Washington Post ‘Fact Check’ Of Obama’s Judicial Activism Statement Could Also Validate Birtherism

In a thinly argued “fact check” of President Obama’s recent criticism of judicial activism, the Washington Post concludes that Obama’s remarks were not entirely accurate in large part because “[s]ome would say that invalidating an economic regulation isn’t extraordinary at all.” Of course, “some” would also say that they were personally abducted by UFOs, or that water fluoridation is a communist plot, or that President Obama was born in Kenya. Normally, however, reliable media sources do not treat “some” people’s objections as a primary basis for a political fact check.

The Post would have been wise to follow that practice here, as its attacks on Obama range from minor nitpicks to complete misrepresentations of the law. Although the “fact check” meanders around some minor criticisms of the president — whether, for example, it was fair for Obama to say that a law that passed by a supermajority in the Senate and a narrow majority in the House enjoyed “a strong majority of a democratically elected Congress” — the meat of the Post‘s critique rests on Obama’s unambiguously true statement that it would be an “extraordinary step” for the Supreme Court to strike down economic legislation such as the Affordable Care Act.
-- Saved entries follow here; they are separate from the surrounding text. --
// Copyright (c) 2024-2025 Jesse Morgan / Morgan Forge
// SPDX-License-Identifier: AGPL-3.0-or-later

//! Persistent ledger for the download/offline lifecycle.
//!
//! Two mappings, persisted as whole snapshots under distinct keys: the
//! active set (`downloads`) and the offline set (`offline`). A content id
//! lives in at most one of the two, never duplicated in either; every
//! transition below preserves that invariant.

use std::collections::HashMap;

use anyhow::{Context, Result};
use chrono::{DateTime, Utc};

use crate::download::types::{
    percent, ContentStatus, DownloadPhase, DownloadRecord, DownloadStats, OfflineRecord,
};
use crate::store::{keys, KeyValueStore};
use crate::types::ContentId;

/// Result of landing a chunk on an active record.
#[derive(Debug, Clone, Copy, PartialEq, Eq)]
pub struct ProgressSnapshot {
    /// Size units fetched so far
    pub downloaded: u64,
    /// Fixed total
    pub total_size: u64,
    /// Whole percent after the chunk
    pub progress: u8,
    /// True when the transfer just reached its total
    pub finished: bool,
}

/// In-memory image of the two persisted download collections.
#[derive(Debug, Default)]
pub struct DownloadLedger {
    active: HashMap<ContentId, DownloadRecord>,
    offline: HashMap<ContentId, OfflineRecord>,
}

impl DownloadLedger {
    /// Create an empty ledger.
    pub fn new() -> Self {
        Self::default()
    }

    /// Load both collections from the store.
    ///
    /// A missing key yields an empty collection. A corrupt snapshot is
    /// discarded with a log line and replaced by an empty collection; it is
    /// never surfaced to the caller.
    pub fn load(store: &dyn KeyValueStore) -> Self {
        Self {
            active: load_collection(store, keys::DOWNLOADS),
            offline: load_collection(store, keys::OFFLINE),
        }
    }

    /// Persist the active set.
    pub fn persist_active(&self, store: &dyn KeyValueStore) -> Result<()> {
        let snapshot = serde_json::to_string(&self.active)
            .context("Failed to serialize active downloads")?;
        store.put(keys::DOWNLOADS, &snapshot)
    }

    /// Persist the offline set.
    pub fn persist_offline(&self, store: &dyn KeyValueStore) -> Result<()> {
        let snapshot =
            serde_json::to_string(&self.offline).context("Failed to serialize offline content")?;
        store.put(keys::OFFLINE, &snapshot)
    }

    /// Insert a fresh active record.
    ///
    /// Refused (returning false) when the content id is already resident in
    /// either collection; this is the idempotency guard behind
    /// `DownloadManager::start`.
    pub fn insert_active(&mut self, record: DownloadRecord) -> bool {
        let content_id = record.content_id;
        if self.active.contains_key(&content_id) || self.offline.contains_key(&content_id) {
            return false;
        }
        self.active.insert(content_id, record);
        true
    }

    /// Fix the total size once the driver has picked it.
    pub fn set_total_size(&mut self, content_id: ContentId, download_id: &str, total_size: u64) {
        if let Some(record) = self.active.get_mut(&content_id) {
            if record.id == download_id {
                record.total_size = total_size;
                record.updated_at = Utc::now();
            }
        }
    }

    /// Land a chunk on an active record.
    ///
    /// Returns `None` when the record has vanished (cancelled mid-flight),
    /// belongs to a different download token, or is no longer in the
    /// downloading phase - the driver treats all of those as a silent stop,
    /// never an error, so a stale tick can neither resurrect nor clobber
    /// state.
    pub fn apply_chunk(
        &mut self,
        content_id: ContentId,
        download_id: &str,
        chunk: u64,
    ) -> Option<ProgressSnapshot> {
        let record = self.active.get_mut(&content_id)?;
        if record.id != download_id || !record.phase.is_downloading() {
            return None;
        }

        record.downloaded = (record.downloaded + chunk).min(record.total_size);
        record.progress = percent(record.downloaded, record.total_size);
        record.updated_at = Utc::now();

        Some(ProgressSnapshot {
            downloaded: record.downloaded,
            total_size: record.total_size,
            progress: record.progress,
            finished: record.downloaded >= record.total_size,
        })
    }

    /// Mark an active record failed. The record stays resident until the
    /// user retries or cancels. Returns false if the record is gone.
    pub fn mark_failed(&mut self, content_id: ContentId, download_id: &str, error: &str) -> bool {
        match self.active.get_mut(&content_id) {
            Some(record) if record.id == download_id => {
                record.phase = DownloadPhase::Failed {
                    error: error.to_string(),
                };
                record.updated_at = Utc::now();
                true
            }
            _ => false,
        }
    }

    /// Promote a finished download into the offline set.
    ///
    /// The move is atomic within this single mutation: the record leaves
    /// the active map and enters the offline map in one step, stamped with
    /// `completed_at` and pinned to 100%.
    pub fn complete(
        &mut self,
        content_id: ContentId,
        download_id: &str,
        completed_at: DateTime<Utc>,
    ) -> Option<OfflineRecord> {
        match self.active.get(&content_id) {
            Some(record) if record.id == download_id => {}
            _ => return None,
        }
        let record = self.active.remove(&content_id)?;
        let offline = OfflineRecord::from_completed(record, completed_at);
        self.offline.insert(content_id, offline.clone());
        Some(offline)
    }

    /// Drop a record from the active set. No effect on offline items.
    /// Returns whether anything was removed.
    pub fn cancel(&mut self, content_id: ContentId) -> bool {
        self.active.remove(&content_id).is_some()
    }

    /// Take a failed record out of the active set, returning it for a
    /// retry. `None` unless a failed record is resident.
    pub fn take_failed(&mut self, content_id: ContentId) -> Option<DownloadRecord> {
        if self.active.get(&content_id)?.phase.is_failed() {
            self.active.remove(&content_id)
        } else {
            None
        }
    }

    /// Drop a record from the offline set. Returns whether anything was
    /// removed.
    pub fn remove_offline(&mut self, content_id: ContentId) -> bool {
        self.offline.remove(&content_id).is_some()
    }

    /// True when the item is locally available.
    pub fn is_offline(&self, content_id: ContentId) -> bool {
        self.offline.contains_key(&content_id)
    }

    /// True only for an active record still in the downloading phase.
    pub fn is_downloading(&self, content_id: ContentId) -> bool {
        self.active
            .get(&content_id)
            .map(|r| r.phase.is_downloading())
            .unwrap_or(false)
    }

    /// Resolve the status of a catalog item: active record first, then
    /// offline record, else available.
    pub fn status(&self, content_id: ContentId) -> ContentStatus {
        if let Some(record) = self.active.get(&content_id) {
            return match &record.phase {
                DownloadPhase::Downloading => ContentStatus::Downloading {
                    progress: record.progress,
                    downloaded: record.downloaded,
                    total_size: record.total_size,
                },
                DownloadPhase::Failed { error } => ContentStatus::Failed {
                    error: error.clone(),
                },
            };
        }
        if let Some(record) = self.offline.get(&content_id) {
            return ContentStatus::Offline {
                total_size: record.total_size,
                completed_at: record.completed_at,
            };
        }
        ContentStatus::Available
    }

    /// Number of records in the active set.
    pub fn active_count(&self) -> usize {
        self.active.len()
    }

    /// Aggregate statistics. `total_size` sums offline records only:
    /// in-flight transfers do not count until they land.
    pub fn stats(&self) -> DownloadStats {
        DownloadStats {
            active: self.active.len(),
            completed: self.offline.len(),
            total_size: self.offline.values().map(|r| r.total_size).sum(),
        }
    }

    /// Active records, newest first.
    pub fn active_records(&self) -> Vec<DownloadRecord> {
        let mut records: Vec<_> = self.active.values().cloned().collect();
        records.sort_by(|a, b| b.started_at.cmp(&a.started_at));
        records
    }

    /// Offline records, most recently completed first.
    pub fn offline_records(&self) -> Vec<OfflineRecord> {
        let mut records: Vec<_> = self.offline.values().cloned().collect();
        records.sort_by(|a, b| b.completed_at.cmp(&a.completed_at));
        records
    }
}

/// Read one collection, recovering from corruption by resetting it.
fn load_collection<T: serde::de::DeserializeOwned>(
    store: &dyn KeyValueStore,
    key: &str,
) -> HashMap<ContentId, T> {
    let snapshot = match store.get(key) {
        Ok(Some(snapshot)) => snapshot,
        Ok(None) => return HashMap::new(),
        Err(e) => {
            tracing::warn!("Failed to read '{}' snapshot, starting empty: {}", key, e);
            return HashMap::new();
        }
    };
    match serde_json::from_str(&snapshot) {
        Ok(map) => map,
        Err(e) => {
            tracing::warn!(
                "Discarding corrupt '{}' snapshot ({} bytes): {}",
                key,
                snapshot.len(),
                e
            );
            HashMap::new()
        }
    }
}
// Copyright (c) 2024-2025 Jesse Morgan
// Licensed under the MIT License. See LICENSE file for details.

//! Resilient lock helpers.
//!
//! The download driver runs on a background task and shares state with the
//! managers through `RwLock`s. If a task panics while holding a lock, the
//! lock is poisoned and every later acquisition would panic too. These
//! helpers log the event and recover the guard instead: stale data beats
//! taking the whole process down.

use std::sync::{RwLock, RwLockReadGuard, RwLockWriteGuard};

/// Acquire a read lock, recovering from poisoning if necessary.
#[inline]
pub fn resilient_read<T>(lock: &RwLock<T>) -> RwLockReadGuard<'_, T> {
    match lock.read() {
        Ok(guard) => guard,
        Err(poisoned) => {
            tracing::error!(
                target: "offshelf::locks",
                event = "LOCK_POISONED_READ",
                "RwLock was poisoned during read acquisition; recovering. \
                 A task previously panicked while holding this lock."
            );
            poisoned.into_inner()
        }
    }
}

/// Acquire a write lock, recovering from poisoning if necessary.
#[inline]
pub fn resilient_write<T>(lock: &RwLock<T>) -> RwLockWriteGuard<'_, T> {
    match lock.write() {
        Ok(guard) => guard,
        Err(poisoned) => {
            tracing::error!(
                target: "offshelf::locks",
                event = "LOCK_POISONED_WRITE",
                "RwLock was poisoned during write acquisition; recovering. \
                 A task previously panicked while holding this lock."
            );
            poisoned.into_inner()
        }
    }
}
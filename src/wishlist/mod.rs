// Copyright (c) 2024-2025 Jesse Morgan
// Licensed under the MIT License. See LICENSE file for details.

//! Wishlist.
//!
//! Same persistence contract as the cart, but the surface is async (the
//! storefront treats the wishlist like a remote service, so every call
//! carries a small artificial latency) and uniqueness is enforced loudly:
//! re-adding a wished item fails with `AlreadyExists`, which callers show
//! as information rather than an error.

use std::sync::{Arc, RwLock};
use std::time::Duration;

use anyhow::Context;
use chrono::{DateTime, Utc};
use serde::{Deserialize, Serialize};

use crate::error::{StoreError, StoreResult};
use crate::locks::{resilient_read, resilient_write};
use crate::store::{keys, KeyValueStore};
use crate::types::{ContentId, ContentItem, ContentKind};

/// One wished item: a sequential local id, the content reference, and the
/// denormalized fields the list view needs.
#[derive(Debug, Clone, PartialEq, Serialize, Deserialize)]
pub struct WishlistEntry {
    /// Sequential wishlist-local id
    pub id: u32,
    /// Catalog item this entry points at
    pub content_id: ContentId,
    pub title: String,
    pub author: String,
    pub price: f64,
    pub kind: ContentKind,
    pub category: String,
    pub section: String,
    pub description: String,
    #[serde(default, skip_serializing_if = "Option::is_none")]
    pub image: Option<String>,
    /// When the entry was created
    pub added_at: DateTime<Utc>,
}

impl WishlistEntry {
    fn from_content(id: u32, content: &ContentItem) -> Self {
        Self {
            id,
            content_id: content.id,
            title: content.title.clone(),
            author: content.author.clone(),
            price: content.price,
            kind: content.kind,
            category: content.category.clone(),
            section: content.section.clone(),
            description: content.description.clone(),
            image: content.image.clone(),
            added_at: Utc::now(),
        }
    }
}

/// Wishlist manager owning the persisted entry list.
pub struct Wishlist {
    store: Arc<dyn KeyValueStore>,
    entries: RwLock<Vec<WishlistEntry>>,
    instant: bool,
}

impl Wishlist {
    /// Load the wishlist from the store. A corrupt snapshot is discarded
    /// with a log line and the list starts empty.
    pub fn new(store: Arc<dyn KeyValueStore>) -> Self {
        let entries = load_entries(store.as_ref());
        Self {
            store,
            entries: RwLock::new(entries),
            instant: false,
        }
    }

    /// Drop the artificial latency. Tests use this.
    pub fn instant(mut self) -> Self {
        self.instant = true;
        self
    }

    async fn pause(&self, ms: u64) {
        if !self.instant {
            tokio::time::sleep(Duration::from_millis(ms)).await;
        }
    }

    /// Every entry, in insertion order.
    pub async fn all(&self) -> Vec<WishlistEntry> {
        self.pause(200).await;
        resilient_read(&self.entries).clone()
    }

    /// Look up the entry for a content id. `NotFound` when absent.
    pub async fn get(&self, content_id: ContentId) -> StoreResult<WishlistEntry> {
        self.pause(100).await;
        resilient_read(&self.entries)
            .iter()
            .find(|e| e.content_id == content_id)
            .cloned()
            .ok_or_else(|| StoreError::not_found("wishlist entry", content_id))
    }

    /// Add a catalog item.
    ///
    /// Fails with `AlreadyExists` when the content id is already wished;
    /// the list is unchanged in that case. New entries get the next
    /// sequential local id.
    pub async fn add(&self, content: &ContentItem) -> StoreResult<WishlistEntry> {
        self.pause(300).await;
        let mut entries = resilient_write(&self.entries);
        if entries.iter().any(|e| e.content_id == content.id) {
            return Err(StoreError::already_exists("wishlist entry", content.id));
        }

        let next_id = entries.iter().map(|e| e.id).max().unwrap_or(0) + 1;
        let entry = WishlistEntry::from_content(next_id, content);
        entries.push(entry.clone());
        self.persist(&entries)?;
        Ok(entry)
    }

    /// Remove the entry for a content id, returning it. `NotFound` when
    /// absent.
    pub async fn remove(&self, content_id: ContentId) -> StoreResult<WishlistEntry> {
        self.pause(200).await;
        let mut entries = resilient_write(&self.entries);
        let index = entries
            .iter()
            .position(|e| e.content_id == content_id)
            .ok_or_else(|| StoreError::not_found("wishlist entry", content_id))?;
        let removed = entries.remove(index);
        self.persist(&entries)?;
        Ok(removed)
    }

    /// True when the content id is wished.
    pub async fn contains(&self, content_id: ContentId) -> bool {
        self.pause(50).await;
        resilient_read(&self.entries)
            .iter()
            .any(|e| e.content_id == content_id)
    }

    /// Drop every entry.
    pub async fn clear(&self) -> StoreResult<()> {
        self.pause(100).await;
        let mut entries = resilient_write(&self.entries);
        entries.clear();
        self.persist(&entries)?;
        Ok(())
    }

    /// Number of entries.
    pub fn len(&self) -> usize {
        resilient_read(&self.entries).len()
    }

    /// True when the wishlist is empty.
    pub fn is_empty(&self) -> bool {
        resilient_read(&self.entries).is_empty()
    }

    /// Re-read the wishlist from the store, replacing the in-memory view.
    pub fn reload(&self) {
        *resilient_write(&self.entries) = load_entries(self.store.as_ref());
    }

    fn persist(&self, entries: &[WishlistEntry]) -> StoreResult<()> {
        let snapshot = serde_json::to_string(entries).context("Failed to serialize wishlist")?;
        self.store.put(keys::WISHLIST, &snapshot)?;
        Ok(())
    }
}

fn load_entries(store: &dyn KeyValueStore) -> Vec<WishlistEntry> {
    let snapshot = match store.get(keys::WISHLIST) {
        Ok(Some(snapshot)) => snapshot,
        Ok(None) => return Vec::new(),
        Err(e) => {
            tracing::warn!("Failed to read wishlist snapshot, starting empty: {}", e);
            return Vec::new();
        }
    };
    match serde_json::from_str(&snapshot) {
        Ok(entries) => entries,
        Err(e) => {
            tracing::warn!("Discarding corrupt wishlist snapshot: {}", e);
            Vec::new()
        }
    }
}

#[cfg(test)]
mod tests {
    use super::*;
    use crate::store::MemoryStore;

    fn item(id: ContentId) -> ContentItem {
        ContentItem {
            id,
            title: format!("Item {}", id),
            author: "Author".into(),
            price: 6.99,
            kind: ContentKind::Audio,
            category: "Ambient".into(),
            section: "audio".into(),
            description: String::new(),
            image: None,
        }
    }

    fn wishlist() -> Wishlist {
        Wishlist::new(Arc::new(MemoryStore::new())).instant()
    }

    #[tokio::test]
    async fn test_add_assigns_sequential_ids() {
        let list = wishlist();
        let first = list.add(&item(10)).await.unwrap();
        let second = list.add(&item(20)).await.unwrap();
        assert_eq!(first.id, 1);
        assert_eq!(second.id, 2);
        assert_eq!(list.len(), 2);
    }

    #[tokio::test]
    async fn test_duplicate_add_fails_distinguishably() {
        let list = wishlist();
        list.add(&item(7)).await.unwrap();

        let err = list.add(&item(7)).await.unwrap_err();
        assert!(matches!(err, StoreError::AlreadyExists { id: 7, .. }));
        assert!(err.is_benign());
        // List unchanged
        assert_eq!(list.len(), 1);
    }

    #[tokio::test]
    async fn test_remove_absent_is_not_found() {
        let list = wishlist();
        let err = list.remove(9).await.unwrap_err();
        assert!(matches!(err, StoreError::NotFound { id: 9, .. }));
    }

    #[tokio::test]
    async fn test_remove_returns_entry_and_contains_tracks() {
        let list = wishlist();
        list.add(&item(5)).await.unwrap();
        assert!(list.contains(5).await);

        let removed = list.remove(5).await.unwrap();
        assert_eq!(removed.content_id, 5);
        assert!(!list.contains(5).await);
    }

    #[tokio::test]
    async fn test_id_sequence_continues_after_removal() {
        let list = wishlist();
        list.add(&item(1)).await.unwrap();
        list.add(&item(2)).await.unwrap();
        list.remove(1).await.unwrap();

        // Highest surviving id is 2, so the next entry gets 3
        let entry = list.add(&item(3)).await.unwrap();
        assert_eq!(entry.id, 3);
    }

    #[tokio::test]
    async fn test_persists_across_instances() {
        let store = Arc::new(MemoryStore::new());
        {
            let list = Wishlist::new(Arc::clone(&store) as Arc<dyn KeyValueStore>).instant();
            list.add(&item(4)).await.unwrap();
        }
        let list = Wishlist::new(Arc::clone(&store) as Arc<dyn KeyValueStore>).instant();
        assert!(list.contains(4).await);
        assert_eq!(list.all().await.len(), 1);
    }

    #[tokio::test]
    async fn test_clear_and_corrupt_recovery() {
        let store = Arc::new(MemoryStore::new());
        let list = Wishlist::new(Arc::clone(&store) as Arc<dyn KeyValueStore>).instant();
        list.add(&item(1)).await.unwrap();
        list.clear().await.unwrap();
        assert!(list.is_empty());

        store.put(keys::WISHLIST, "not json at all").unwrap();
        let list = Wishlist::new(Arc::clone(&store) as Arc<dyn KeyValueStore>).instant();
        assert!(list.is_empty());
    }
}
async fn report_or_watch(title: &str, mut handle: DownloadHandle, watch: bool) -> Result<()> {
    if !watch {
        println!(
            "{} Downloading '{}' ({})...",
            "[ok]".green(),
            title,
            handle.download_id.dimmed()
        );
        // The driver dies with the process, so the CLI always sees the
        // transfer through; a long-lived embedder would drop the handle here
        let final_update = handle.wait().await;
        match final_update.phase {
            ProgressPhase::Failed { error } => {
                println!("{} Download failed: {}", "[x]".red(), error);
            }
            _ => println!("{} '{}' is now available offline.", "[ok]".green(), title),
        }
        return Ok(());
    }

    let bar = ProgressBar::new(100);
    bar.set_style(
        ProgressStyle::with_template("{msg:<40} [{bar:40.cyan/blue}] {pos:>3}%")
            .context("Invalid progress bar template")?
            .progress_chars("=> "),
    );
    bar.set_message(title.to_string());

    let mut rx = handle.watch();
    loop {
        let update = rx.borrow().clone();
        match update.phase {
            ProgressPhase::Downloading { progress, .. } => {
                bar.set_position(progress as u64);
            }
            ProgressPhase::Completed { total_size } => {
                bar.set_position(100);
                bar.finish_with_message(format!("{} ({} MB offline)", title, total_size));
                println!("{} '{}' is now available offline.", "[ok]".green(), title);
                break;
            }
            ProgressPhase::Failed { error } => {
                bar.abandon_with_message(format!("{} (failed)", title));
                println!("{} Download failed: {}", "[x]".red(), error);
                break;
            }
        }
        if rx.changed().await.is_err() {
            break;
        }
    }
    Ok(())
}

// =============================================================================
// Cart commands
// =============================================================================

async fn run_cart(app: &App, command: CartCommand) -> Result<()> {
    match command {
        CartCommand::Add { id } => {
            let item = match app.catalog.get_by_id(id).await {
                Ok(item) => item,
                Err(e) => return render_benign(e),
            };
            if app.cart.add(&item)? {
                println!("{} '{}' added to cart.", "[ok]".green(), item.title);
            } else {
                println!("{} '{}' is already in your cart.", "[i]".blue(), item.title);
            }
        }
        CartCommand::Remove { id } => {
            if app.cart.remove(id)? {
                println!("{} Removed from cart.", "[ok]".green());
            } else {
                println!("{} Content {} is not in your cart.", "[!]".yellow(), id);
            }
        }
        CartCommand::List => {
            let items = app.cart.items();
            if items.is_empty() {
                println!("{}", "Your cart is empty.".dimmed());
                return Ok(());
            }
            for item in &items {
                println!(
                    "  {:>4}  {:<40}  {:>8}",
                    item.id,
                    item.title,
                    format!("${:.2}", item.price)
                );
            }
            println!(
                "  {} item(s), total {}",
                app.cart.total_items(),
                format!("${:.2}", app.cart.total_price()).green().bold()
            );
        }
        CartCommand::Clear => {
            app.cart.clear()?;
            println!("{} Cart emptied.", "[ok]".green());
        }
    }
    Ok(())
}
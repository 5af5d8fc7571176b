// Copyright (c) 2024-2025 Jesse Morgan
// Licensed under the MIT License. See LICENSE file for details.

//! Shopping cart.
//!
//! A persisted list of catalog items keyed by content id. Adding an item
//! that is already present is a silent no-op (the storefront UI disables
//! the button, but the engine does not trust it). The whole list is
//! rewritten on every mutation.

use std::sync::{Arc, RwLock};

use anyhow::Context;

use crate::error::StoreResult;
use crate::locks::{resilient_read, resilient_write};
use crate::store::{keys, KeyValueStore};
use crate::types::{ContentId, ContentItem};

/// Cart manager owning the persisted item list.
pub struct Cart {
    store: Arc<dyn KeyValueStore>,
    items: RwLock<Vec<ContentItem>>,
}

impl Cart {
    /// Load the cart from the store. A corrupt snapshot is discarded with
    /// a log line and the cart starts empty.
    pub fn new(store: Arc<dyn KeyValueStore>) -> Self {
        let items = load_items(store.as_ref());
        Self {
            store,
            items: RwLock::new(items),
        }
    }

    /// Add an item. Returns false (and changes nothing) when an item with
    /// the same id is already in the cart.
    pub fn add(&self, item: &ContentItem) -> StoreResult<bool> {
        let mut items = resilient_write(&self.items);
        if items.iter().any(|i| i.id == item.id) {
            return Ok(false);
        }
        items.push(item.clone());
        self.persist(&items)?;
        Ok(true)
    }

    /// Remove an item by content id. Returns whether anything was removed.
    pub fn remove(&self, id: ContentId) -> StoreResult<bool> {
        let mut items = resilient_write(&self.items);
        let before = items.len();
        items.retain(|i| i.id != id);
        if items.len() == before {
            return Ok(false);
        }
        self.persist(&items)?;
        Ok(true)
    }

    /// Empty the cart.
    pub fn clear(&self) -> StoreResult<()> {
        let mut items = resilient_write(&self.items);
        items.clear();
        self.persist(&items)?;
        Ok(())
    }

    /// True when the content id is in the cart.
    pub fn is_in_cart(&self, id: ContentId) -> bool {
        resilient_read(&self.items).iter().any(|i| i.id == id)
    }

    /// Number of items in the cart.
    pub fn total_items(&self) -> usize {
        resilient_read(&self.items).len()
    }

    /// Sum of item prices. Display formatting is the caller's job.
    pub fn total_price(&self) -> f64 {
        resilient_read(&self.items).iter().map(|i| i.price).sum()
    }

    /// Snapshot of the cart contents, in insertion order.
    pub fn items(&self) -> Vec<ContentItem> {
        resilient_read(&self.items).clone()
    }

    /// Re-read the cart from the store, replacing the in-memory view.
    pub fn reload(&self) {
        *resilient_write(&self.items) = load_items(self.store.as_ref());
    }

    fn persist(&self, items: &[ContentItem]) -> StoreResult<()> {
        let snapshot = serde_json::to_string(items).context("Failed to serialize cart")?;
        self.store.put(keys::CART, &snapshot)?;
        Ok(())
    }
}

fn load_items(store: &dyn KeyValueStore) -> Vec<ContentItem> {
    let snapshot = match store.get(keys::CART) {
        Ok(Some(snapshot)) => snapshot,
        Ok(None) => return Vec::new(),
        Err(e) => {
            tracing::warn!("Failed to read cart snapshot, starting empty: {}", e);
            return Vec::new();
        }
    };
    match serde_json::from_str(&snapshot) {
        Ok(items) => items,
        Err(e) => {
            tracing::warn!("Discarding corrupt cart snapshot: {}", e);
            Vec::new()
        }
    }
}
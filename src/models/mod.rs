pub mod dashboard;
pub mod descriptor;
pub mod validation;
To build the case against Obama, the Post spoke to two conservative attorneys. One of these sources was forced to resign from the Bush Administration after he made toxic comments questioning the loyalty of certain law firms, the other is an extremist law professor who wants Social Security, Medicare and national child labor laws to be unconstitutional. As a result, the Post was able to identify exactly three cases which it claims undermines Obama’s statement that invalidating economic regulation is “extraordinary”:

Cully Stimson, a senior legal fellow with the conservative Heritage Foundation, pointed out that the government lost two such cases during the Bill Clinton years. It argued unsuccessfully in U.S. v. Lopez (1995) that possession of a firearm at school constituted economic activity, and in U.S. v. Morrison (2000) that violence against women affected interstate commerce.

Those cases dealt with economic matters, right? Not technically. The Supreme Court determined that the laws didn’t involve commerce at all — that’s why Congress failed in defending them under the Commerce Clause.

The challenge against the Affordable Care Act is different. It relates to how rather than whether a law regulates commerce.

We found another case, Printz v. United States (1997), that determined Congress could not force state officials to conduct background checks for firearm sales. This is clearly an economic issue, but the Obama administration argues that it doesn’t count because it dealt with federalism as well. The health law’s controversial insurance mandate would be enforced at the national level, so it’s not a federalist issue.

As the Post seems to concede, two of these cases did not deal with economic regulation at all. There is no market for simply bringing a firearm near a school; nor, thankfully, do people generally buy and sell domestic violence. So Lopez and Morrison are hardly precedents indicating that the Supreme Court can second guess Congress’ economic policy decisions.

Which leaves Printz, an unusual case where the federal government ordered state government officials to take certain actions in order to promote gun safety. The Supreme Court struck this unusual requirement down because “the Framers explicitly chose a Constitution that confers upon Congress the power to regulate individuals, not States.” Nothing in the Affordable Care Act requires a state to do anything, so Printz simply has nothing to do with whether health reform is constitutional.

So the Post‘s entire argument boils down to a single case that applied an unusual rule that is not even plausibly relevant to the fate of health reform. Beyond that, the case against Obama consists of the statement of “some” right-wing lawyers who oppose the Affordable Care Act. And yet the Post ends its argument with the following conclusion: “the president earns two Pinocchios—which means creating ‘a false, misleading impression by playing with words and using legalistic language that means little to ordinary people’—for his comments about the pending Supreme Court decision.”

Simply put, nothing in the Washington Post‘s “fact check” manages to distinguish the legal case against the Affordable Care Act from birtherism. Just like health reform’s opponents, birthers can produce “some” people who agree with them. Just like birtherism, there are exactly zero Supreme Court cases supporting the case against the Affordable Care Act. And, just like supporters of health reform, opponents of birtherism sometimes resort to “legalistic language” to rebut the birthers’ most arcane claims.